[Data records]

↓

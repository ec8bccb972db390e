//! Journal of committed transitions.
//!
//! Only transitions whose new state was successfully committed are recorded.
//! `record` returns a new history and leaves the original untouched; the
//! overlay's own journal appends in place with `push`.

use super::guard::ActiveTransition;
use super::state::State;
use chrono::{DateTime, Utc};
use serde::{Deserialize, Serialize};
use uuid::Uuid;

/// Record of a single committed transition.
///
/// # Example
///
/// ```rust
/// use statekeep::core::TransitionRecord;
/// use chrono::Utc;
/// use uuid::Uuid;
///
/// let record = TransitionRecord {
///     id: Uuid::new_v4(),
///     event: "submit".to_string(),
///     from: "draft".to_string(),
///     to: "review".to_string(),
///     timestamp: Utc::now(),
/// };
/// assert_eq!(record.event, "submit");
/// ```
#[derive(Clone, Debug, PartialEq, Serialize, Deserialize)]
#[serde(bound = "")]
pub struct TransitionRecord<S: State> {
    /// Dispatch identifier of the committed transition
    pub id: Uuid,
    /// Event that drove the transition
    pub event: String,
    /// The state being transitioned from
    pub from: S,
    /// The state being transitioned to
    pub to: S,
    /// When the commit completed
    pub timestamp: DateTime<Utc>,
}

impl<S: State> TransitionRecord<S> {
    /// Close an active transition after its commit succeeded.
    pub fn committed(active: ActiveTransition<S>) -> Self {
        Self {
            id: active.id,
            event: active.event,
            from: active.from,
            to: active.to,
            timestamp: Utc::now(),
        }
    }
}

/// Ordered history of committed transitions.
///
/// # Example
///
/// ```rust
/// use statekeep::core::{StateHistory, TransitionRecord};
/// use chrono::Utc;
/// use uuid::Uuid;
///
/// let record = |event: &str, from: &str, to: &str| TransitionRecord {
///     id: Uuid::new_v4(),
///     event: event.to_string(),
///     from: from.to_string(),
///     to: to.to_string(),
///     timestamp: Utc::now(),
/// };
///
/// let history = StateHistory::new()
///     .record(record("submit", "draft", "review"))
///     .record(record("approve", "review", "approved"));
///
/// let path = history.get_path();
/// assert_eq!(path.len(), 3); // draft -> review -> approved
/// ```
#[derive(Clone, Debug, Serialize, Deserialize)]
#[serde(bound = "")]
pub struct StateHistory<S: State> {
    transitions: Vec<TransitionRecord<S>>,
}

impl<S: State> Default for StateHistory<S> {
    fn default() -> Self {
        Self::new()
    }
}

impl<S: State> StateHistory<S> {
    pub fn new() -> Self {
        Self {
            transitions: Vec::new(),
        }
    }

    /// Record a transition, returning a new history.
    ///
    /// This is a pure function - the existing history is left untouched.
    pub fn record(&self, transition: TransitionRecord<S>) -> Self {
        let mut transitions = self.transitions.clone();
        transitions.push(transition);
        Self { transitions }
    }

    /// Append a transition in place.
    pub fn push(&mut self, transition: TransitionRecord<S>) {
        self.transitions.push(transition);
    }

    /// Drop the oldest records so at most `max_len` remain.
    pub fn trim_to(&mut self, max_len: usize) {
        let excess = self.transitions.len().saturating_sub(max_len);
        if excess > 0 {
            self.transitions.drain(..excess);
        }
    }

    /// Get the path of states traversed.
    ///
    /// Returns the first record's source state, then the target state of
    /// each record.
    pub fn get_path(&self) -> Vec<&S> {
        let mut path = Vec::new();
        if let Some(first) = self.transitions.first() {
            path.push(&first.from);
        }
        for transition in &self.transitions {
            path.push(&transition.to);
        }
        path
    }

    /// Most recent committed transition.
    pub fn last(&self) -> Option<&TransitionRecord<S>> {
        self.transitions.last()
    }

    pub fn transitions(&self) -> &[TransitionRecord<S>] {
        &self.transitions
    }

    pub fn len(&self) -> usize {
        self.transitions.len()
    }

    pub fn is_empty(&self) -> bool {
        self.transitions.is_empty()
    }
}
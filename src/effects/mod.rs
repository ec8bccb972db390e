//! Effectful side of the overlay.
//!
//! This module is the "imperative shell" around the pure core: it runs
//! handlers, writes and commits the entity's state, and emits signals.
//!
//! # Key Concepts
//!
//! - **Handlers**: Business logic per event, either a Stillwater effect or a future
//! - **Drafts**: The working copy a handler mutates, committed with the new state
//! - **State Machine**: Arms on a lifecycle event and dispatches events under the guard
//! - **Errors**: Rejections, handler failures and commit failures stay distinguishable
//!
//! Handlers built from effects follow Stillwater 0.11.0 conventions: the
//! factory returns a `BoxedEffect` per call, built with `pure()`, `fail()`
//! or `from_fn()`, and runs with the entity's draft as its environment.

mod draft;
mod error;
mod handler;
mod machine;

pub use draft::Draft;
pub use error::DispatchError;
pub use handler::{EffectHandler, FutureHandler, Handler};
pub use machine::{Event, StateMachine};
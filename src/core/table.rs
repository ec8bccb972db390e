//! Transition table and pure transition resolution.

use super::state::State;
use super::transition::TransitionDefinition;
use std::collections::HashMap;

/// Immutable mapping from event name to its ordered candidate transitions,
/// plus the handler registered for each event.
///
/// Tables are produced by [`Definition::compile`](crate::builder::Definition::compile),
/// which validates the declarative input first.
pub struct TransitionTable<S: State, H> {
    event_names: Vec<String>,
    candidates: HashMap<String, Vec<TransitionDefinition<S>>>,
    handlers: HashMap<String, H>,
}

impl<S: State, H> TransitionTable<S, H> {
    /// Group already-validated definitions by event name.
    pub(crate) fn from_parts(
        definitions: Vec<TransitionDefinition<S>>,
        handlers: HashMap<String, H>,
    ) -> Self {
        let mut event_names: Vec<String> = Vec::new();
        let mut candidates: HashMap<String, Vec<TransitionDefinition<S>>> = HashMap::new();

        for definition in definitions {
            if !candidates.contains_key(&definition.name) {
                event_names.push(definition.name.clone());
            }
            candidates
                .entry(definition.name.clone())
                .or_default()
                .push(definition);
        }

        Self {
            event_names,
            candidates,
            handlers,
        }
    }

    /// Find the transition for `event` from `current` (pure).
    ///
    /// The first candidate in declaration order whose source accepts
    /// `current` wins. Returns `None` when nothing matches.
    pub fn resolve(&self, event: &str, current: &S) -> Option<&TransitionDefinition<S>> {
        self.candidates
            .get(event)?
            .iter()
            .find(|definition| definition.from.matches(current))
    }

    pub fn declares(&self, event: &str) -> bool {
        self.candidates.contains_key(event)
    }

    /// Distinct event names in first-declared order.
    pub fn event_names(&self) -> &[String] {
        &self.event_names
    }

    pub fn candidates(&self, event: &str) -> &[TransitionDefinition<S>] {
        self.candidates.get(event).map(Vec::as_slice).unwrap_or(&[])
    }

    pub fn handler(&self, event: &str) -> Option<&H> {
        self.handlers.get(event)
    }

    /// Events that can fire from `current`, in declaration order.
    pub fn available(&self, current: &S) -> Vec<&str> {
        self.event_names
            .iter()
            .filter(|event| self.resolve(event, current).is_some())
            .map(String::as_str)
            .collect()
    }

    /// Every state mentioned as a source or target, deduplicated.
    pub fn states(&self) -> Vec<&S> {
        let mut states: Vec<&S> = Vec::new();
        for event in &self.event_names {
            for definition in self.candidates(event) {
                for state in definition.from.states().into_iter().chain([&definition.to]) {
                    if !states.contains(&state) {
                        states.push(state);
                    }
                }
            }
        }
        states
    }

    /// Number of transition definitions.
    pub fn len(&self) -> usize {
        self.candidates.values().map(Vec::len).sum()
    }

    pub fn is_empty(&self) -> bool {
        self.candidates.is_empty()
    }
}

#[cfg(test)]
mod tests {
    use super::*;

    fn s(name: &str) -> String {
        name.to_string()
    }

    fn table() -> TransitionTable<String, &'static str> {
        let definitions = vec![
            TransitionDefinition::new("submit", s("draft"), s("review")),
            TransitionDefinition::new("approve", s("review"), s("approved")),
            TransitionDefinition::new("approve", s("approved"), s("published")),
            TransitionDefinition::new("archive", vec![s("draft"), s("review")], s("archived")),
        ];
        let handlers = HashMap::from([
            (s("submit"), "submit-handler"),
            (s("approve"), "approve-handler"),
            (s("archive"), "archive-handler"),
        ]);
        TransitionTable::from_parts(definitions, handlers)
    }

    #[test]
    fn resolve_picks_candidate_by_source_state() {
        let table = table();

        assert_eq!(table.resolve("approve", &s("review")).unwrap().to, "approved");
        assert_eq!(table.resolve("approve", &s("approved")).unwrap().to, "published");
    }

    #[test]
    fn resolve_matches_source_sets() {
        let table = table();

        assert_eq!(table.resolve("archive", &s("draft")).unwrap().to, "archived");
        assert_eq!(table.resolve("archive", &s("review")).unwrap().to, "archived");
        assert!(table.resolve("archive", &s("published")).is_none());
    }

    #[test]
    fn resolve_returns_none_for_unknown_event_or_state() {
        let table = table();

        assert!(table.resolve("delete", &s("draft")).is_none());
        assert!(table.resolve("submit", &s("review")).is_none());
    }

    #[test]
    fn first_declared_candidate_wins_on_overlap() {
        let table: TransitionTable<String, ()> = TransitionTable::from_parts(
            vec![
                TransitionDefinition::new("close", vec![s("open"), s("stale")], s("closed")),
                TransitionDefinition::new("close", s("open"), s("rejected")),
            ],
            HashMap::new(),
        );

        assert_eq!(table.resolve("close", &s("open")).unwrap().to, "closed");
    }

    #[test]
    fn event_names_are_unique_in_declaration_order() {
        let table = table();

        assert_eq!(table.event_names(), &[s("submit"), s("approve"), s("archive")]);
        assert_eq!(table.candidates("approve").len(), 2);
        assert_eq!(table.len(), 4);
    }

    #[test]
    fn available_lists_events_for_state() {
        let table = table();

        assert_eq!(table.available(&s("draft")), vec!["submit", "archive"]);
        assert_eq!(table.available(&s("published")), Vec::<&str>::new());
    }

    #[test]
    fn handler_lookup_by_event() {
        let table = table();

        assert_eq!(table.handler("approve"), Some(&"approve-handler"));
        assert!(table.handler("delete").is_none());
    }

    #[test]
    fn states_are_deduplicated() {
        let table = table();
        let states = table.states();

        assert_eq!(states.len(), 5);
        assert!(states.contains(&&s("archived")));
    }
}
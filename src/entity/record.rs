//! Field-map entity backed by a pluggable store.

use super::Entity;
use crate::BoxError;
use async_trait::async_trait;
use serde_json::{Map, Value};
use std::fmt;
use std::sync::Arc;

/// Durable storage for [`Record`] fields.
#[async_trait]
pub trait Store: Send + Sync {
    /// Persist the full set of fields.
    async fn save(&self, fields: &Map<String, Value>) -> Result<(), BoxError>;
}

/// An entity made of named JSON fields.
///
/// Cloning a record shares its store, so a snapshot commits to the same
/// place as the original.
#[derive(Clone)]
pub struct Record {
    fields: Map<String, Value>,
    store: Arc<dyn Store>,
}

impl Record {
    pub fn new(store: Arc<dyn Store>) -> Self {
        Self {
            fields: Map::new(),
            store,
        }
    }

    /// Rehydrate a record from previously stored fields.
    pub fn from_fields(store: Arc<dyn Store>, fields: Map<String, Value>) -> Self {
        Self { fields, store }
    }

    pub fn with_field(mut self, name: impl Into<String>, value: Value) -> Self {
        self.fields.insert(name.into(), value);
        self
    }

    pub fn field(&self, name: &str) -> Option<&Value> {
        self.fields.get(name)
    }

    pub fn fields(&self) -> &Map<String, Value> {
        &self.fields
    }
}

impl fmt::Debug for Record {
    fn fmt(&self, f: &mut fmt::Formatter<'_>) -> fmt::Result {
        f.debug_struct("Record")
            .field("fields", &self.fields)
            .finish_non_exhaustive()
    }
}

#[async_trait]
impl Entity for Record {
    fn get_field(&self, name: &str) -> Option<Value> {
        self.fields.get(name).cloned()
    }

    fn set_field(&mut self, name: &str, value: Value) {
        self.fields.insert(name.to_string(), value);
    }

    fn remove_field(&mut self, name: &str) -> Option<Value> {
        self.fields.remove(name)
    }

    async fn commit(&self) -> Result<(), BoxError> {
        self.store.save(&self.fields).await
    }
}

#[cfg(test)]
mod tests {
    use super::*;
    use crate::entity::MemoryStore;
    use serde_json::json;

    #[tokio::test]
    async fn commit_saves_all_fields() {
        let store = MemoryStore::shared();
        let record = Record::new(store.clone())
            .with_field("title", json!("Quarterly report"))
            .with_field("state", json!("draft"));

        record.commit().await.unwrap();

        let saved = store.last_saved().unwrap();
        assert_eq!(saved.get("title"), Some(&json!("Quarterly report")));
        assert_eq!(saved.get("state"), Some(&json!("draft")));
    }

    #[test]
    fn clones_are_independent_snapshots() {
        let original = Record::new(MemoryStore::shared()).with_field("state", json!("draft"));
        let mut snapshot = original.clone();

        snapshot.set_field("state", json!("review"));

        assert_eq!(original.get_field("state"), Some(json!("draft")));
        assert_eq!(snapshot.get_field("state"), Some(json!("review")));
    }

    #[test]
    fn remove_field_drops_the_key() {
        let mut record = Record::new(MemoryStore::shared()).with_field("state", json!("draft"));

        assert_eq!(record.remove_field("state"), Some(json!("draft")));
        assert_eq!(record.remove_field("state"), None);
        assert!(record.fields().is_empty());
    }

    #[test]
    fn from_fields_rehydrates() {
        let mut fields = Map::new();
        fields.insert("state".to_string(), json!("review"));

        let record = Record::from_fields(MemoryStore::shared(), fields);

        assert_eq!(record.field("state"), Some(&json!("review")));
        assert_eq!(record.fields().len(), 1);
    }
}
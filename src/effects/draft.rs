//! Working copy of an entity handed to a transition handler.

use crate::entity::Entity;
use serde_json::Value;
use std::sync::{Arc, Mutex, MutexGuard, PoisonError};

/// The entity a handler runs against.
///
/// A draft starts as a copy of the live entity taken when the transition
/// acquired the guard. Fields the handler sets are committed together with
/// the new state, and only replace the live entity once that commit
/// succeeds. A failed handler leaves the live entity untouched.
///
/// Clones share the same working copy. Any write to the state field is
/// overwritten with the transition's target before the commit.
pub struct Draft<E> {
    inner: Arc<Mutex<E>>,
}

impl<E> Clone for Draft<E> {
    fn clone(&self) -> Self {
        Self {
            inner: Arc::clone(&self.inner),
        }
    }
}

impl<E: Entity> Draft<E> {
    pub fn new(entity: E) -> Self {
        Self {
            inner: Arc::new(Mutex::new(entity)),
        }
    }

    fn entity(&self) -> MutexGuard<'_, E> {
        self.inner.lock().unwrap_or_else(PoisonError::into_inner)
    }

    pub fn get_field(&self, name: &str) -> Option<Value> {
        self.entity().get_field(name)
    }

    pub fn set_field(&self, name: &str, value: Value) {
        self.entity().set_field(name, value);
    }

    pub fn read<T>(&self, f: impl FnOnce(&E) -> T) -> T {
        f(&*self.entity())
    }

    pub fn update<T>(&self, f: impl FnOnce(&mut E) -> T) -> T {
        f(&mut *self.entity())
    }

    /// Copy of the entity as the handler left it.
    pub fn snapshot(&self) -> E {
        self.entity().clone()
    }
}

impl<E: Entity + std::fmt::Debug> std::fmt::Debug for Draft<E> {
    fn fmt(&self, f: &mut std::fmt::Formatter<'_>) -> std::fmt::Result {
        f.debug_tuple("Draft").field(&*self.entity()).finish()
    }
}
//! Per-instance transition guard.
//!
//! The guard is the mutual-exclusion slot that keeps a governed entity to at
//! most one in-flight transition. Acquiring hands out a [`GuardPermit`]; the
//! slot is cleared when the permit is dropped, on every exit path.

use super::state::State;
use super::transition::TransitionDefinition;
use chrono::{DateTime, Utc};
use std::sync::{Mutex, MutexGuard, PoisonError};
use uuid::Uuid;

/// The transition currently holding the guard.
#[derive(Clone, Debug, PartialEq)]
pub struct ActiveTransition<S: State> {
    /// Dispatch identifier, also carried by the journal record
    pub id: Uuid,
    pub event: String,
    pub from: S,
    pub to: S,
    pub started_at: DateTime<Utc>,
}

impl<S: State> ActiveTransition<S> {
    /// Start tracking `definition` as resolved from `from`.
    pub fn begin(definition: &TransitionDefinition<S>, from: S) -> Self {
        Self {
            id: Uuid::new_v4(),
            event: definition.name.clone(),
            from,
            to: definition.to.clone(),
            started_at: Utc::now(),
        }
    }
}

/// Observable guard state.
#[derive(Clone, Debug, PartialEq)]
pub enum GuardState<S: State> {
    Free,
    Busy(ActiveTransition<S>),
}

impl<S: State> GuardState<S> {
    pub fn is_free(&self) -> bool {
        matches!(self, Self::Free)
    }
}

/// Mutual-exclusion slot for one governed entity.
///
/// # Example
///
/// ```rust
/// use statekeep::core::{ActiveTransition, TransitionDefinition, TransitionGuard};
///
/// let guard = TransitionGuard::new();
/// let submit = TransitionDefinition::new("submit", "draft".to_string(), "review".to_string());
///
/// let permit = guard
///     .try_acquire(ActiveTransition::begin(&submit, "draft".to_string()))
///     .unwrap();
/// assert!(guard.is_busy());
///
/// // A second attempt is reported, not queued
/// let held = guard
///     .try_acquire(ActiveTransition::begin(&submit, "draft".to_string()))
///     .unwrap_err();
/// assert_eq!(held.event, "submit");
///
/// drop(permit);
/// assert!(!guard.is_busy());
/// ```
#[derive(Debug)]
pub struct TransitionGuard<S: State> {
    slot: Mutex<Option<ActiveTransition<S>>>,
}

impl<S: State> Default for TransitionGuard<S> {
    fn default() -> Self {
        Self::new()
    }
}

impl<S: State> TransitionGuard<S> {
    pub fn new() -> Self {
        Self {
            slot: Mutex::new(None),
        }
    }

    // The slot is a plain Option; a panic while holding the lock cannot leave
    // it half-written.
    fn slot(&self) -> MutexGuard<'_, Option<ActiveTransition<S>>> {
        self.slot.lock().unwrap_or_else(PoisonError::into_inner)
    }

    /// Claim the guard for `active`.
    ///
    /// Fails with the current holder when a transition is already in flight.
    pub fn try_acquire(
        &self,
        active: ActiveTransition<S>,
    ) -> Result<GuardPermit<'_, S>, ActiveTransition<S>> {
        let mut slot = self.slot();
        if let Some(holder) = slot.as_ref() {
            return Err(holder.clone());
        }
        *slot = Some(active);
        Ok(GuardPermit { guard: self })
    }

    /// Clear the slot. Idempotent.
    pub fn release(&self) {
        self.slot().take();
    }

    pub fn is_busy(&self) -> bool {
        self.slot().is_some()
    }

    pub fn active(&self) -> Option<ActiveTransition<S>> {
        self.slot().clone()
    }

    pub fn state(&self) -> GuardState<S> {
        match self.active() {
            Some(active) => GuardState::Busy(active),
            None => GuardState::Free,
        }
    }
}

/// Proof of holding the guard. Dropping it releases the guard.
#[derive(Debug)]
#[must_use = "dropping the permit releases the guard immediately"]
pub struct GuardPermit<'a, S: State> {
    guard: &'a TransitionGuard<S>,
}

impl<S: State> GuardPermit<'_, S> {
    /// Release explicitly, at a chosen point of the pipeline.
    pub fn release(self) {
        drop(self);
    }
}

impl<S: State> Drop for GuardPermit<'_, S> {
    fn drop(&mut self) {
        self.guard.release();
    }
}

#[cfg(test)]
mod tests {
    use super::*;

    fn submit() -> TransitionDefinition<String> {
        TransitionDefinition::new("submit", "draft".to_string(), "review".to_string())
    }

    #[test]
    fn new_guard_is_free() {
        let guard: TransitionGuard<String> = TransitionGuard::new();

        assert!(!guard.is_busy());
        assert_eq!(guard.state(), GuardState::Free);
    }

    #[test]
    fn acquire_marks_busy_with_transition() {
        let guard = TransitionGuard::new();
        let active = ActiveTransition::begin(&submit(), "draft".to_string());
        let id = active.id;

        let _permit = guard.try_acquire(active).unwrap();

        match guard.state() {
            GuardState::Busy(held) => {
                assert_eq!(held.id, id);
                assert_eq!(held.event, "submit");
                assert_eq!(held.to, "review");
            }
            GuardState::Free => panic!("Expected busy guard"),
        }
    }

    #[test]
    fn second_acquire_reports_holder_and_keeps_it() {
        let guard = TransitionGuard::new();
        let first = ActiveTransition::begin(&submit(), "draft".to_string());
        let first_id = first.id;
        let _permit = guard.try_acquire(first).unwrap();

        let rejected = guard.try_acquire(ActiveTransition::begin(&submit(), "draft".to_string()));

        assert_eq!(rejected.unwrap_err().id, first_id);
        assert_eq!(guard.active().map(|a| a.id), Some(first_id));
    }

    #[test]
    fn dropping_permit_releases() {
        let guard = TransitionGuard::new();
        {
            let _permit = guard
                .try_acquire(ActiveTransition::begin(&submit(), "draft".to_string()))
                .unwrap();
            assert!(guard.is_busy());
        }
        assert!(!guard.is_busy());
    }

    #[test]
    fn permit_released_during_unwind() {
        let guard = TransitionGuard::new();

        let outcome = std::panic::catch_unwind(std::panic::AssertUnwindSafe(|| {
            let _permit = guard
                .try_acquire(ActiveTransition::begin(&submit(), "draft".to_string()))
                .unwrap();
            panic!("handler blew up");
        }));

        assert!(outcome.is_err());
        assert!(guard.state().is_free());
    }

    #[test]
    fn release_is_idempotent() {
        let guard: TransitionGuard<String> = TransitionGuard::new();
        guard.release();
        guard.release();
        assert!(!guard.is_busy());
    }
}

↑

** WHAT TO PRODUCE **
List, from the entries above, every line in which the word "runs" shows up.

** ANSWER SPACE **
//! This module is the "imperative shell" around the pure core: it runs
//! or `from_fn()`, and runs with the entity's draft as its environment.
/// The entity a handler runs against.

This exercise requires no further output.